Jan 20, 2014 at 4:15 AM
Edited Jan 20, 2014 at 4:15 AM
cfi wrote:
MrsPan wrote: Of course, it was suggested that I tell the program to learn a specific box, or change box sizes to force the program to work.  That is unacceptable.  When I'm making 1000+ card modules for my homeschooled children to use to learn their Latin and Spanish vocabulary, they can't be relied on to notice when the pool is empty and to change the box sizes, then change them back when they add another chapter to learn. Thank you very much for the great input and summary of your ideas (which I think most of them would be a good solution!), but I think the quoted way "would" be the best way, but of course you are right and you can't change that manually every time and that is the reason we already tried a "auto box size algorithm" once, but it didn't make it into a final version. I need to check if I find the algorithm and the results (and why we kicked it out again)... So to everyone who reads this, please give us your oppinion which way you think is best, as MemoryLifter is a community driven project now, "we" want to do what the community wants and not what we think is best anymore.
First, the best solution to the empty pool "problem" is simply to avoid the empty pool. People learning languages should have no problem at all finding new material, even in flashcard format, for studying. One can always try to "stay ahead" of his/her needs by having available study material before it is actually needed. For example, the home schooling parent should develop the learning material before the children need it.

That being said, the best approach to the empty pool would be to proceed as follows:
Once the pool is empty, treat the second box -- the one where newly promoted cards normally go -- AS IF it was the very first one, and stop using the first one.
If necessary, then treat the 3rd box, as if it was the first one, and stop using the second (and first) box...etc.

To give more detail, imagine a 4-box system, with box sizes 20, 50, 70 and 100. You have gone through you last batch of cards, and both the first box and the pool are empty (nothing to learn). Now you pretend that your system only has 3 boxes (of sizes 50, 70 and 100). So, you treat the 50-sized box (your initial box 2) as you normally did the 20-sized box (which now you don't use). You study the cards in the 50-sized box, cycling through them and promoting those you remember to the 70-sized box, (former box 3 now playing the role of a box 2). As you review the upper boxes you demote cards to the 70-sized box (remember, your former 20-sized box-1 no longer counts).

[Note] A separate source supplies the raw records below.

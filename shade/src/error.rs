use derive_more::{Display, Error};

/// Problems found while turning a ROM image into a [`Cartridge`](crate::mem::mbc::Cartridge).
#[derive(Debug, Clone, Copy, Hash, PartialEq, Eq, Display, Error)]
pub enum CartridgeError {
    #[display("unsupported cartridge type 0x{code:0>2X}")]
    UnsupportedType { code: u8 },
    #[display("ROM image is {len} bytes, too small to hold a cartridge header")]
    RomTooSmall { len: usize },
    #[display("unknown ROM size code 0x{code:0>2X}")]
    UnknownRomSize { code: u8 },
    #[display("unknown RAM size code 0x{code:0>2X}")]
    UnknownRamSize { code: u8 },
}

/// Conditions that stop the CPU. Both are fatal for the running program; the core does not try to
/// recover from them.
#[derive(Debug, Clone, Copy, Hash, PartialEq, Eq, Display, Error)]
pub enum EmulationError {
    #[display("illegal opcode 0x{opcode:0>2X} at 0x{pc:0>4X}")]
    IllegalOpcode { opcode: u8, pc: u16 },
    #[display("illegal prefixed opcode 0xCB 0x{opcode:0>2X} at 0x{pc:0>4X}")]
    IllegalPrefixedOpcode { opcode: u8, pc: u16 },
}

#[derive(Debug, Clone, Copy, Hash, PartialEq, Eq, Display, Error)]
pub enum SaveError {
    #[display("save data is {found} bytes but the cartridge has {expected} bytes of RAM")]
    WrongLength { expected: usize, found: usize },
}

Of course, if you keep this up, eventually your current box 1 (former box 2) may also go empty. At this point you ignore box 2, and pretend your system consists of only two boxes of sizes 70 and 100 (these were originally your boxes 3 and 4). You now treat your 70-sized box (initially your box 3) as you normally treat a box 1. Etc., etc.

Eventually you would be down to a one-box system of capacity 100.

Notice that in all cases, cards promoted from the last box should NOT be demoted to the current (or former) box 1. The reason is that you still want to focus on the cards you know least, and those promoted from the final box are precisely the ones you know best (that is why they made it all the way to the last box and you still remember them!). A better way to handle cards promoted from the last box, is simply to add yet another (larger) box to your system (say sized-250 in this example), where you can put such cards. This way, you keep these cards mostly out of the way, but eventually you may review them if/when your new final box is full (at which point you could add yet another, even larger, final box, and so on).


Virgil
P.S. Too bad Leitner's book has never been translated from German to English (a translation to Spanish is out of print).